前提として。 107
先週、家庭科で調理実習に向けて、
「目指せ、身支度マスター~超えろ、3分の壁~」という授業をした。
大げさに言っているが、
ようは、エプロンと三角巾、
自分でテキパキ付けられるようになろうねってことである。
この身支度に手間取ると、予定がずるずると後ろにずれ込み、
調理時間を圧迫するからである。
各自家からエプロンと三角巾を持ってきてもらい、
ストップウォッチで時間を計りながら、
3分以内に身支度を終えることを目指して、
互いにアドバイスをしあいながら、練習をしてもらった。
そんな中、うちのクラスのある男の子。
一人黙々とエプロンのひもを後ろ手で
蝶々結びにしようと励むも、なかなかうまくいかず。
涙腺がかなり緩い子で、目にはもう涙がにじんでいた。
どうするかな?としばらく様子を見ていると、
試行錯誤の末、
「わかった!!いいこと思いついた!!!!」
と大声で言い、なにやらごそごそ動き出した。
「なるほど、そういうことか。
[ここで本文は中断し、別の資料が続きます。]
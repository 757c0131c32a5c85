//! # AI Insights
//! Insight generation over an owner's metric history: a provider abstraction,
//! a Gemini-backed client, and a deterministic computed fallback used when the
//! remote call is disabled or fails.
//!
//! The prompt compares the two most recent periods; fewer than 2 data points
//! yields a single "Insufficient Data" insight.

use std::sync::Arc;
use std::time::Duration;

use chrono::{DateTime, Utc};
use once_cell::sync::OnceCell;
use regex::Regex;
use serde::{Deserialize, Serialize};

use crate::record::MetricRecord;

#[derive(Debug, Clone, Copy, PartialEq, Eq, Serialize, Deserialize)]
#[serde(rename_all = "lowercase")]
pub enum Severity {
    Success,
    Warning,
    Info,
}

/// One actionable insight as shown on the dashboard.
#[derive(Debug, Clone, PartialEq, Serialize, Deserialize)]
pub struct Insight {
    pub title: String,
    pub description: String,
    pub severity: Severity,
}

impl Insight {
    pub fn new(title: impl Into<String>, description: impl Into<String>, severity: Severity) -> Self {
        Self {
            title: title.into(),
            description: description.into(),
            severity,
        }
    }
}

/// A stored set of insights for one owner.
#[derive(Debug, Clone, PartialEq, Serialize, Deserialize)]
#[serde(rename_all = "camelCase")]
pub struct InsightReport {
    pub insights: Vec<Insight>,
    pub generated_at: DateTime<Utc>,
}

impl InsightReport {
    pub fn now(insights: Vec<Insight>) -> Self {
        Self {
            insights,
            generated_at: Utc::now(),
        }
    }
}

/// Generator abstraction so handlers and tests don't care which backend runs.
#[async_trait::async_trait]
pub trait InsightGenerator: Send + Sync {
    async fn generate(&self, metrics: &[MetricRecord]) -> Vec<Insight>;
    /// Backend name for diagnostics.
    fn name(&self) -> &'static str;
}

/// Pick a backend: Gemini when a key is configured, computed insights otherwise.
pub fn build_generator(api_key: &str, model: &str) -> Arc<dyn InsightGenerator> {
    if api_key.trim().is_empty() {
        tracing::warn!("GEMINI_API_KEY not set; insights fall back to computed mode");
        Arc::new(ComputedGenerator)
    } else {
        Arc::new(GeminiGenerator::new(api_key, model))
    }
}

// ------------------------------------------------------------
// Gemini provider
// ------------------------------------------------------------

/// Calls the Gemini generateContent endpoint and parses the JSON the model
/// was instructed to return. Any failure along the way degrades to the
/// computed fallback; insight generation never fails an upload.
pub struct GeminiGenerator {
    http: reqwest::Client,
    api_key: String,
    model: String,
}

impl GeminiGenerator {
    pub fn new(api_key: impl Into<String>, model: impl Into<String>) -> Self {
        let http = reqwest::Client::builder()
            .user_agent("metricdeck/0.1")
            .connect_timeout(Duration::from_secs(4))
            .timeout(Duration::from_secs(10))
            .build()
            .expect("reqwest client");
        Self {
            http,
            api_key: api_key.into(),
            model: model.into(),
        }
    }

    async fn fetch_remote(&self, prompt: &str) -> Option<Vec<Insight>> {
        if self.api_key.is_empty() {
            return None;
        }

        #[derive(Deserialize)]
        struct GenerateResponse {
            candidates: Vec<Candidate>,
        }
        #[derive(Deserialize)]
        struct Candidate {
            content: Content,
        }
        #[derive(Deserialize)]
        struct Content {
            parts: Vec<Part>,
        }
        #[derive(Deserialize)]
        struct Part {
            text: String,
        }

        let url = format!(
            "https://generativelanguage.googleapis.com/v1beta/models/{}:generateContent?key={}",
            self.model, self.api_key
        );
        let body = serde_json::json!({
            "contents": [{ "parts": [{ "text": prompt }] }],
            "generationConfig": { "temperature": 0.7, "maxOutputTokens": 1000 }
        });

        let resp = self.http.post(&url).json(&body).send().await.ok()?;
        if !resp.status().is_success() {
            tracing::warn!(status = %resp.status(), "gemini call failed");
            return None;
        }
        let parsed: GenerateResponse = resp.json().await.ok()?;
        let text = parsed
            .candidates
            .first()
            .and_then(|c| c.content.parts.first())
            .map(|p| p.text.as_str())?;
        parse_model_output(text)
    }
}

#[async_trait::async_trait]
impl InsightGenerator for GeminiGenerator {
    async fn generate(&self, metrics: &[MetricRecord]) -> Vec<Insight> {
        let Some((previous, latest)) = last_two(metrics) else {
            return insufficient_data();
        };
        let prompt = build_prompt(latest, previous);
        match self.fetch_remote(&prompt).await {
            Some(insights) if !insights.is_empty() => insights,
            _ => fallback_insights(latest, previous),
        }
    }

    fn name(&self) -> &'static str {
        "gemini"
    }
}

/// Deterministic backend: always the computed fallback. Used when no API key
/// is configured, and in tests.
pub struct ComputedGenerator;

#[async_trait::async_trait]
impl InsightGenerator for ComputedGenerator {
    async fn generate(&self, metrics: &[MetricRecord]) -> Vec<Insight> {
        match last_two(metrics) {
            Some((previous, latest)) => fallback_insights(latest, previous),
            None => insufficient_data(),
        }
    }

    fn name(&self) -> &'static str {
        "computed"
    }
}

// ------------------------------------------------------------
// Prompt + parsing
// ------------------------------------------------------------

fn last_two(metrics: &[MetricRecord]) -> Option<(&MetricRecord, &MetricRecord)> {
    if metrics.len() < 2 {
        return None;
    }
    Some((&metrics[metrics.len() - 2], &metrics[metrics.len() - 1]))
}

/// Build the analyst prompt from the two most recent periods.
pub fn build_prompt(latest: &MetricRecord, previous: &MetricRecord) -> String {
    format!(
        "You are a SaaS metrics analyst. Analyze these metrics and provide exactly 3 actionable insights in JSON format.\n\n\
         Current Month:\n\
         - MRR: ${:.2}\n\
         - Users: {}\n\
         - Churn: {:.2}%\n\
         - New Users: {}\n\
         - Revenue: ${:.2}\n\n\
         Previous Month:\n\
         - MRR: ${:.2}\n\
         - Users: {}\n\
         - Churn: {:.2}%\n\
         - New Users: {}\n\
         - Revenue: ${:.2}\n\n\
         Respond ONLY with this JSON structure (no markdown, no explanation):\n\
         {{\"insights\": [{{\"title\": \"...\", \"description\": \"...\", \"severity\": \"success\"}}]}}",
        latest.mrr,
        latest.users,
        latest.churn,
        latest.new_users,
        latest.revenue,
        previous.mrr,
        previous.users,
        previous.churn,
        previous.new_users,
        previous.revenue,
    )
}

/// Parse the model's reply: strip markdown code fences, then decode the
/// `{"insights": [...]}` payload. `None` on any mismatch.
pub fn parse_model_output(text: &str) -> Option<Vec<Insight>> {
    #[derive(Deserialize)]
    struct ParsedInsights {
        insights: Vec<Insight>,
    }

    static RE_FENCES: OnceCell<Regex> = OnceCell::new();
    let re = RE_FENCES.get_or_init(|| Regex::new(r"```json\n?|\n?```").unwrap());
    let clean = re.replace_all(text, "");
    let parsed: ParsedInsights = serde_json::from_str(clean.trim()).ok()?;
    Some(parsed.insights)
}

// ------------------------------------------------------------
// Computed fallback
// ------------------------------------------------------------

fn insufficient_data() -> Vec<Insight> {
    vec![Insight::new(
        "Insufficient Data",
        "Upload more data points to generate meaningful insights.",
        Severity::Info,
    )]
}

/// Month-over-month percentage change; zero when the base period is zero.
fn pct_change(previous: f64, latest: f64) -> f64 {
    if previous.abs() < f64::EPSILON {
        return 0.0;
    }
    (latest - previous) / previous * 100.0
}

/// Derive three insights directly from the last two periods.
pub fn fallback_insights(latest: &MetricRecord, previous: &MetricRecord) -> Vec<Insight> {
    let mrr_growth = pct_change(previous.mrr, latest.mrr);
    let user_growth = pct_change(previous.users as f64, latest.users as f64);
    let churn_change = latest.churn - previous.churn;

    let mrr_insight = if mrr_growth > 0.0 {
        Insight::new(
            "MRR Growth Detected",
            format!(
                "Your MRR increased by {:.1}% this month. Continue scaling your acquisition channels.",
                mrr_growth.abs()
            ),
            Severity::Success,
        )
    } else {
        Insight::new(
            "MRR Decline",
            format!(
                "Your MRR decreased by {:.1}% this month. Investigate retention issues and consider pricing adjustments.",
                mrr_growth.abs()
            ),
            Severity::Warning,
        )
    };

    let user_insight = Insight::new(
        "User Base Update",
        format!(
            "User growth is at {:.1}% month-over-month with {} new sign-ups. Focus on onboarding optimization to convert these users faster.",
            user_growth, latest.new_users
        ),
        Severity::Info,
    );

    let churn_insight = if churn_change > 0.0 {
        Insight::new(
            "Churn Increased",
            format!(
                "Churn increased by {:.1}%. Consider implementing win-back campaigns and investigating user feedback.",
                churn_change.abs()
            ),
            Severity::Warning,
        )
    } else {
        Insight::new(
            "Churn Improved",
            format!(
                "Churn decreased by {:.1}%. Your retention efforts are working. Document what's driving success.",
                churn_change.abs()
            ),
            Severity::Success,
        )
    };

    vec![mrr_insight, user_insight, churn_insight]
}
」
彼を見ていて、何をしようとしているのかが分かった。
首だけ通したエプロンの前後を180度回転させ、
後ろ手でくくろうとしていたひもの部分を
自分の体の前に持ってきたのである。
なるほど、考えたものである。
うまく身支度できない原因は、後ろ手でひもをくくろうとすること、
ならば、後ろ手の状況を変えてしまえばいい。
彼の目は、がぜん輝き出して、
思いついたアイデアを形にしようと、
猛烈に体をもぞもぞさせ、エプロンの回転に成功。
さあ、準備は整った。
後は、体の前で、悠々と蝶々結びをし、
その後、またぐるりとエプロンを元通り回転させれば、
準備完了である。
彼の歴史的快挙の瞬間を共に喜ぼうと、
じっと彼の所作を見つけた。
…。
……。
………。
いや、そもそも蝶々結びできへんのんかーい!!
吉本新喜劇バリにこけそうになりました。
彼の身支度3分の壁はまだまだ遠そうです。